二氢杨梅素固体分散体的制备及其体内药动学研究

目的制备二氢杨梅素固体分散体,并研究其体内药动学。方法以PVP K30为载体,溶剂挥发法制备固体分散体,考察其溶解度和体外溶出。18只大鼠随机分为3组,分别灌胃给予原料药、物理混合物、固体分散体0.5%CMC-Na混悬液(150 mg/kg),于0.167、0.25、0.5、0.75、1、2、4、6、8、12 h取血,HPLC法测定血药浓度,计算主要药动学参数。结果二氢杨梅素制成固体分散体后以无定型状态存在,其表观溶解度提高了9.8倍,累积溶出度增加。与原料药、物理混合物比较,固体分散体t_max缩短(P<0.05),C_max、AUC_0～t、AUC_0～∞升高(P<0.05,P<0.01),生物利用度提高了2.66倍。结论固体分散体技术可明显促进二氢杨梅素体内吸收,提高其生物利用度。

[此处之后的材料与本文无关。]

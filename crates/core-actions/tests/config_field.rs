mod common;

use common::*;
use core_actions::TextField;
use core_events::InputSource;
use core_state::FocusLossPolicy;
use pretty_assertions::assert_eq;

fn field_from(toml: &str) -> anyhow::Result<Field> {
    let tmp = tempfile::NamedTempFile::new()?;
    std::fs::write(tmp.path(), toml)?;
    let cfg = core_config::load_from(Some(tmp.path().to_path_buf()))?;
    Ok(TextField::from_config(&cfg, layout(), 100.0))
}

#[test]
fn field_policy_comes_from_config() -> anyhow::Result<()> {
    let mut f =
        field_from("[field]\nmax_length = 4\ninput_type = \"number\"\n[caret]\nwidth = 3.0\n")?;
    f.insert_value("12ab345", InputSource::Paste);
    assert_eq!(f.text_value(), "1234");
    assert_eq!(f.caret_rect().width, 3.0);
    Ok(())
}

#[test]
fn disabled_preview_inserts_directly() -> anyhow::Result<()> {
    let mut f = field_from("[preview]\nenabled = false\n")?;
    assert_eq!(f.set_preview_text("ni", None), 0);
    assert_eq!(f.text_value(), "ni");
    assert!(!f.preview_text().is_active());
    Ok(())
}

#[test]
fn focus_policy_comes_from_config() -> anyhow::Result<()> {
    let mut f = field_from("[preview]\non_focus_loss = \"discard\"\n")?;
    f.set_value("ab");
    f.set_preview_text("xy", None);
    f.on_blur();
    assert_eq!(f.text_value(), "ab");

    let mut keep = field_from("")?;
    keep.set_preview_text("xy", None);
    keep.on_blur();
    assert!(keep.preview_text().is_active());
    keep.set_focus_loss_policy(FocusLossPolicy::Commit);
    keep.on_blur();
    assert_eq!(keep.committed_value(), "xy");
    Ok(())
}

#[test]
fn small_undo_history_drops_oldest_steps() -> anyhow::Result<()> {
    let mut f = field_from("[undo]\nhistory = 2\n")?;
    for piece in ["a", "b", "c", "d"] {
        f.insert_value(piece, InputSource::Paste);
    }
    f.undo();
    f.undo();
    assert_eq!(f.text_value(), "ab");
    assert!(f.undo().is_empty());
    Ok(())
}
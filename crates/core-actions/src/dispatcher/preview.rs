//! Composition (preview text) handlers.
//!
//! `set_preview` is a change of the whole value: only `will_change` is
//! consulted and `on_change` reports the committed value alongside the new
//! preview. `finish` has the shape of an insert of the composition text at
//! the span start. A vetoed finish cannot leave uncommitted text behind, so
//! the composition is rolled back without further callbacks.
//!
//! With previews disabled, a preview request degrades to a plain insert.
//! An explicit range inside the buffer is widened to cluster boundaries.

use super::{EditContext, edit, preview_text};
use core_events::{ChangeValueInfo, InputSource, InsertValueInfo, Invalidation, PreviewText};
use core_model::Affinity;
use core_state::SnapshotKind;
use core_text::{EditError, EditResult, TextRange, expand_to_clusters};
use tracing::{debug, trace};

fn all() -> Invalidation {
    Invalidation::CONTENT | Invalidation::PREVIEW | Invalidation::SELECTION | Invalidation::CARET
}

pub(crate) fn handle_set_preview(
    ctx: &mut EditContext<'_>,
    range: Option<TextRange>,
    text: &str,
) -> EditResult<Invalidation> {
    if !ctx.preview_enabled {
        debug!(target: "actions.dispatch", "preview_disabled_inserting");
        return edit::handle_insert(ctx, text, InputSource::Ime);
    }
    let len = ctx.state.len();
    let range = range.map(|r| {
        if r.start > r.end || r.end > len {
            return r;
        }
        let (start, end) = expand_to_clusters(&ctx.state.buffer.units(), r.start, r.end);
        TextRange { start, end }
    });
    let selection = ctx.state.selection.range();
    let target = ctx.state.preview.resolve_range(range, selection, len)?;

    let mut buffer = ctx.state.buffer.clone();
    let mut preview = ctx.state.preview.clone();
    let caret = preview.set_preview(&mut buffer, target, text)?;
    let change = ChangeValueInfo {
        old_content: ctx.state.committed_value(),
        value: preview.committed_value(&buffer),
        range_before: selection,
        range_after: TextRange::caret(caret),
        old_preview_text: preview_text(ctx.state),
        preview_text: preview.span().map_or_else(PreviewText::default, |span| {
            PreviewText::at(span.start, span.text.clone())
        }),
    };
    if !ctx.listeners.fire_will_change(&change) {
        return Err(EditError::Vetoed);
    }

    ctx.state.undo.end_insert_coalescing();
    ctx.state.buffer = buffer;
    ctx.state.preview = preview;
    let len = ctx.state.len();
    ctx.state.selection.move_caret(caret, Affinity::Downstream, len);
    ctx.state.revalidate();
    trace!(
        target: "actions.dispatch",
        op = "set_preview",
        start = target.start,
        end = target.end,
        caret,
        active = ctx.state.preview.is_active(),
        "preview"
    );
    ctx.notify_change();
    Ok(all())
}

/// Commit the active composition. No-op when idle.
pub(crate) fn handle_finish(ctx: &mut EditContext<'_>) -> EditResult<Invalidation> {
    let Some(span) = ctx.state.preview.span().cloned() else {
        return Ok(Invalidation::empty());
    };
    let will = InsertValueInfo {
        offset: span.start,
        value: span.text.clone(),
    };
    if !ctx.listeners.fire_will_insert(&will) {
        return rollback(ctx);
    }
    let change = ChangeValueInfo {
        old_content: ctx.state.committed_value(),
        value: ctx.state.buffer.text(),
        range_before: ctx.state.selection.range(),
        range_after: TextRange::caret(span.end()),
        old_preview_text: PreviewText::at(span.start, span.text.clone()),
        preview_text: PreviewText::default(),
    };
    if !ctx.listeners.fire_will_change(&change) {
        return rollback(ctx);
    }

    let snap = ctx.state.snapshot(SnapshotKind::Edit);
    ctx.state.undo.push_discrete_edit_snapshot(snap);
    ctx.state.preview.finish();
    let len = ctx.state.len();
    ctx.state.selection.move_caret(span.end(), Affinity::Downstream, len);
    ctx.state.revalidate();
    trace!(
        target: "actions.dispatch",
        op = "finish_preview",
        start = span.start,
        end = span.end(),
        "preview"
    );

    ctx.listeners.fire_did_insert(&InsertValueInfo {
        offset: span.end(),
        value: span.text,
    });
    ctx.notify_change();
    Ok(all())
}

fn rollback(ctx: &mut EditContext<'_>) -> EditResult<Invalidation> {
    if let Some(caret) = ctx.state.preview.discard(&mut ctx.state.buffer)? {
        let len = ctx.state.len();
        ctx.state.selection.move_caret(caret, Affinity::Downstream, len);
    }
    ctx.state.revalidate();
    debug!(target: "actions.dispatch", op = "finish_preview", "vetoed_composition_discarded");
    Ok(all())
}

/// Roll the composition back and report the restored value.
pub(crate) fn handle_discard(ctx: &mut EditContext<'_>) -> EditResult<Invalidation> {
    let Some(caret) = ctx.state.preview.discard(&mut ctx.state.buffer)? else {
        return Ok(Invalidation::empty());
    };
    let len = ctx.state.len();
    ctx.state.selection.move_caret(caret, Affinity::Downstream, len);
    ctx.state.revalidate();
    trace!(target: "actions.dispatch", op = "discard_preview", caret, "preview");
    ctx.notify_change();
    Ok(all())
}

/// Commit any composition ahead of a direct edit.
pub(crate) fn finish_implicit(ctx: &mut EditContext<'_>) -> EditResult<Invalidation> {
    if !ctx.state.preview.is_active() {
        return Ok(Invalidation::empty());
    }
    trace!(target: "actions.dispatch", op = "finish_preview", "implicit");
    handle_finish(ctx)
}
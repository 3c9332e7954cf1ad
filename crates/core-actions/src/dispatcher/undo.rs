//! Undo / redo through the snapshot engine.
//!
//! An active composition is committed first (undo operates on committed
//! content). The restore is announced through `will_change`; a veto puts the
//! taken snapshot back so both stacks are exactly as before.

use super::{EditContext, content_changed, preview};
use core_events::{ChangeValueInfo, Invalidation, PreviewText};
use core_state::{EditSnapshot, SnapshotKind};
use core_text::{EditError, EditResult, TextRange};
use tracing::trace;

#[derive(Clone, Copy)]
enum HistoryStep {
    Undo,
    Redo,
}

impl HistoryStep {
    fn name(self) -> &'static str {
        match self {
            Self::Undo => "undo",
            Self::Redo => "redo",
        }
    }
}

fn step(ctx: &mut EditContext<'_>, which: HistoryStep) -> EditResult<Invalidation> {
    let inv = preview::finish_implicit(ctx)?;
    let current = ctx.state.snapshot(SnapshotKind::Edit);
    let old_content = current.text.clone();
    let range_before = ctx.state.selection.range();
    let taken = match which {
        HistoryStep::Undo => ctx.state.undo.undo(current),
        HistoryStep::Redo => ctx.state.undo.redo(current),
    };
    let Some(target) = taken else {
        trace!(target: "actions.dispatch", op = which.name(), "history_empty");
        return Ok(inv);
    };

    let change = ChangeValueInfo {
        old_content,
        value: target.text.clone(),
        range_before,
        range_after: TextRange::new(target.anchor, target.caret),
        old_preview_text: PreviewText::default(),
        preview_text: PreviewText::default(),
    };
    if !ctx.listeners.fire_will_change(&change) {
        revert(ctx, which, target);
        if inv.is_empty() {
            return Err(EditError::Vetoed);
        }
        return Ok(inv);
    }

    ctx.state.restore(&target);
    ctx.state.revalidate();
    trace!(
        target: "actions.dispatch",
        op = which.name(),
        len = ctx.state.len(),
        undo_depth = ctx.state.undo.undo_depth(),
        redo_depth = ctx.state.undo.redo_depth(),
        "history"
    );
    ctx.notify_change();
    Ok(inv | content_changed())
}

fn revert(ctx: &mut EditContext<'_>, which: HistoryStep, taken: EditSnapshot) {
    match which {
        HistoryStep::Undo => ctx.state.undo.revert_undo(taken),
        HistoryStep::Redo => ctx.state.undo.revert_redo(taken),
    }
}

pub(crate) fn handle_undo(ctx: &mut EditContext<'_>) -> EditResult<Invalidation> {
    step(ctx, HistoryStep::Undo)
}

pub(crate) fn handle_redo(ctx: &mut EditContext<'_>) -> EditResult<Invalidation> {
    step(ctx, HistoryStep::Redo)
}
//! textfield-replay entrypoint.
//!
//! Replays a TOML edit script against a single field laid out with a
//! fixed-advance layout and prints every callback, the outcome of each step,
//! and the final field state.
use anyhow::{Context, Result};
use clap::Parser;
use core_actions::TextField;
use core_config::load_from;
use core_model::FixedAdvanceLayout;
use std::path::{Path, PathBuf};
use std::sync::Once;
use tracing::info;
use tracing_appender::non_blocking::WorkerGuard;

mod script;

use script::{Script, Transcript};

const DEFAULT_WIDTH: f32 = 200.0;
const GLYPH_ADVANCE: f32 = 10.0;
const LINE_HEIGHT: f32 = 20.0;

/// CLI arguments.
#[derive(Parser, Debug)]
#[command(name = "textfield-replay", version, about = "Replay edit scripts against a text field")]
struct Args {
    /// Script to replay (TOML, one `[[step]]` table per operation).
    pub script: PathBuf,
    /// Optional configuration file path (overrides discovery of `textfield.toml`).
    #[arg(long = "config")]
    pub config: Option<PathBuf>,
    /// Container width; overrides the script's `width`.
    #[arg(long)]
    pub width: Option<f32>,
}

fn configure_logging() -> Option<WorkerGuard> {
    let log_dir = Path::new(".");
    let log_path = log_dir.join("textfield-replay.log");
    if log_path.exists() {
        let _ = std::fs::remove_file(&log_path);
    }

    let file_appender = tracing_appender::rolling::never(log_dir, "textfield-replay.log");
    let (nb_writer, guard) = tracing_appender::non_blocking(file_appender);
    // An already-installed subscriber drops the guard so the writer shuts down.
    tracing_subscriber::fmt()
        .with_env_filter(tracing_subscriber::EnvFilter::from_default_env())
        .with_writer(nb_writer)
        .try_init()
        .ok()
        .map(|_| guard)
}

fn install_panic_hook() {
    static HOOK: Once = Once::new();
    HOOK.call_once(|| {
        let default_panic = std::panic::take_hook();
        std::panic::set_hook(Box::new(move |info| {
            tracing::error!(target: "runtime.panic", ?info, "panic");
            default_panic(info);
        }));
    });
}

fn load_script(path: &Path) -> Result<Script> {
    let source = std::fs::read_to_string(path)
        .with_context(|| format!("reading script {}", path.display()))?;
    toml::from_str(&source).with_context(|| format!("parsing script {}", path.display()))
}

fn main() -> Result<()> {
    let _log_guard = configure_logging();
    install_panic_hook();

    let args = Args::parse();
    let config = load_from(args.config.clone())?;
    let script = load_script(&args.script)?;
    let width = args.width.or(script.width).unwrap_or(DEFAULT_WIDTH);
    info!(
        target: "runtime",
        script = %args.script.display(),
        steps = script.steps.len(),
        width,
        "startup"
    );

    let layout = FixedAdvanceLayout::new(GLYPH_ADVANCE, LINE_HEIGHT)
        .with_direction(config.file.field.direction);
    let mut field = TextField::from_config(&config, layout, width);
    let transcript = Transcript::default();
    field.add_listener(transcript.listener());

    for step in &script.steps {
        let outcome = script::apply(&mut field, step);
        transcript.push(format!("{} -> {outcome}", step.name()));
    }
    let pending = field.process_frame();
    if !pending.is_empty() {
        transcript.push(format!("frame -> {pending:?}"));
    }

    for line in transcript.lines() {
        println!("{line}");
    }
    println!("--");
    for line in script::summary(&field) {
        println!("{line}");
    }
    info!(target: "runtime", "shutdown");
    Ok(())
}
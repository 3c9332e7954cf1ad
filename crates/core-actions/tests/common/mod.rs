#![allow(dead_code)] // Shared across integration tests; each test binary uses a subset of helpers.

use core_actions::TextField;
use core_events::{ChangeValueInfo, DeleteValueInfo, EditListener, InsertValueInfo, PreviewText};
use core_model::FixedAdvanceLayout;
use core_text::ContentPolicy;
use std::cell::RefCell;
use std::io::Write;
use std::rc::Rc;
use std::sync::{Arc, Mutex, MutexGuard};
use tracing::Level;
use tracing::subscriber::with_default;
use tracing_subscriber::fmt::MakeWriter;

pub type Field = TextField<FixedAdvanceLayout>;
pub type Log = Rc<RefCell<Vec<String>>>;

pub fn layout() -> FixedAdvanceLayout {
    FixedAdvanceLayout::new(10.0, 20.0)
}

pub fn field(width: f32) -> Field {
    TextField::new(layout(), width)
}

pub fn field_with(policy: ContentPolicy) -> Field {
    TextField::with_policy(policy, layout(), 200.0)
}

/// Field holding `text` with the caret at its end.
pub fn field_text(text: &str) -> Field {
    let mut f = field(200.0);
    f.set_value(text);
    f
}

// -------------------------------------------------------------------------------------------------
// Recording listener
// -------------------------------------------------------------------------------------------------

/// Appends one entry per hook: `phase@offset=value` (or `phase=value`).
#[derive(Default)]
pub struct Recorder {
    log: Log,
    veto_insert: bool,
    veto_delete: bool,
    veto_change: bool,
    veto_paste: bool,
}

impl Recorder {
    pub fn new(log: Log) -> Self {
        Self {
            log,
            ..Self::default()
        }
    }

    pub fn veto_insert(mut self) -> Self {
        self.veto_insert = true;
        self
    }

    pub fn veto_delete(mut self) -> Self {
        self.veto_delete = true;
        self
    }

    pub fn veto_change(mut self) -> Self {
        self.veto_change = true;
        self
    }

    pub fn veto_paste(mut self) -> Self {
        self.veto_paste = true;
        self
    }

    fn push(&self, entry: String) {
        self.log.borrow_mut().push(entry);
    }
}

impl EditListener for Recorder {
    fn on_will_insert(&mut self, info: &InsertValueInfo) -> bool {
        self.push(format!("will_insert@{}={}", info.offset, info.value));
        !self.veto_insert
    }
    fn on_did_insert(&mut self, info: &InsertValueInfo) {
        self.push(format!("did_insert@{}={}", info.offset, info.value));
    }
    fn on_will_delete(&mut self, info: &DeleteValueInfo) -> bool {
        self.push(format!("will_delete@{}={}", info.offset, info.value));
        !self.veto_delete
    }
    fn on_did_delete(&mut self, info: &DeleteValueInfo) {
        self.push(format!("did_delete@{}={}", info.offset, info.value));
    }
    fn on_will_change(&mut self, info: &ChangeValueInfo) -> bool {
        self.push(format!("will_change={}", info.value));
        !self.veto_change
    }
    fn on_change(&mut self, value: &str, preview: &PreviewText) {
        self.push(format!("change={}|{}", value, preview.value));
    }
    fn on_selection_change(&mut self, start: usize, end: usize) {
        self.push(format!("selection_change@{start}={end}"));
    }
    fn on_copy(&mut self, value: &str) {
        self.push(format!("copy={value}"));
    }
    fn on_cut(&mut self, value: &str) {
        self.push(format!("cut={value}"));
    }
    fn on_paste(&mut self, value: &str) -> bool {
        self.push(format!("paste={value}"));
        !self.veto_paste
    }
}

pub fn record(field: &mut Field) -> Log {
    let log: Log = Rc::default();
    field.add_listener(Box::new(Recorder::new(log.clone())));
    log
}

/// Hook names only, in firing order.
pub fn phases(log: &Log) -> Vec<String> {
    log.borrow()
        .iter()
        .map(|e| e.split(['@', '=']).next().unwrap_or_default().to_string())
        .collect()
}

pub fn entries(log: &Log) -> Vec<String> {
    log.borrow().clone()
}

pub fn clear(log: &Log) {
    log.borrow_mut().clear();
}

// -------------------------------------------------------------------------------------------------
// Log capture
// -------------------------------------------------------------------------------------------------

#[derive(Clone)]
struct BufferWriter {
    inner: Arc<Mutex<Vec<u8>>>,
}

struct LockedWriter<'a> {
    guard: MutexGuard<'a, Vec<u8>>,
}

impl Write for LockedWriter<'_> {
    fn write(&mut self, buf: &[u8]) -> std::io::Result<usize> {
        self.guard.extend_from_slice(buf);
        Ok(buf.len())
    }

    fn flush(&mut self) -> std::io::Result<()> {
        Ok(())
    }
}

impl<'a> MakeWriter<'a> for BufferWriter {
    type Writer = LockedWriter<'a>;

    fn make_writer(&'a self) -> Self::Writer {
        LockedWriter {
            guard: self.inner.lock().expect("log buffer poisoned"),
        }
    }
}

/// Run `f` under a DEBUG-level subscriber and return what it logged.
pub fn capture_logs<F: FnOnce()>(f: F) -> String {
    let inner = Arc::new(Mutex::new(Vec::new()));
    let subscriber = tracing_subscriber::fmt()
        .with_max_level(Level::DEBUG)
        .with_target(true)
        .with_ansi(false)
        .without_time()
        .with_writer(BufferWriter {
            inner: inner.clone(),
        })
        .finish();
    with_default(subscriber, f);
    let bytes = inner.lock().expect("log buffer poisoned").clone();
    String::from_utf8_lossy(&bytes).into_owned()
}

Preparation and in vivo pharmacokinetics of dihydromyricetin solid dispersions

AIM To prepare dihydromyricetin solid dispersions and to study their in vivo pharmacokinetics.METHODS Solvent evaporation method was adopted in the preparation of solid dispersions with PVP K30 as a carrier, after which the solubility and in vitro dissolution were investigated. Eighteen rats were randomly assigned into three groups and given intragastric administration of raw medicine, physical mixture and 0.5% CMC-Na suspensions of solid dispersions(150 mg/kg), respectively, blood collection was made at 0.167, 0.25, 0.5, 0.75, 1, 2, 4, 6, 8, 12 h, HPLC was applied to determining plasma concentration, and main pharmacokinetic parameters were calculated.RESULTS Dihydromyricetin existed in an amorphous state after being prepared into solid dispersions, whose apparent solubility was enhanced by 9.8 times with increased accumulative dissolution rate. Compared with raw medicine and physical mixture, the solid dispersions demonstrated shortened tmax(P<0.05) and elevated Cmax, AUC0-t, AUC0-∞(P<0.05, P<0.01), and the bioavailability was enhanced by 2.66 times.CONCLUSION Solid dispersion technology can obviously promote the in vivo absorption of dihydromyricetin and enhance its bioavailability.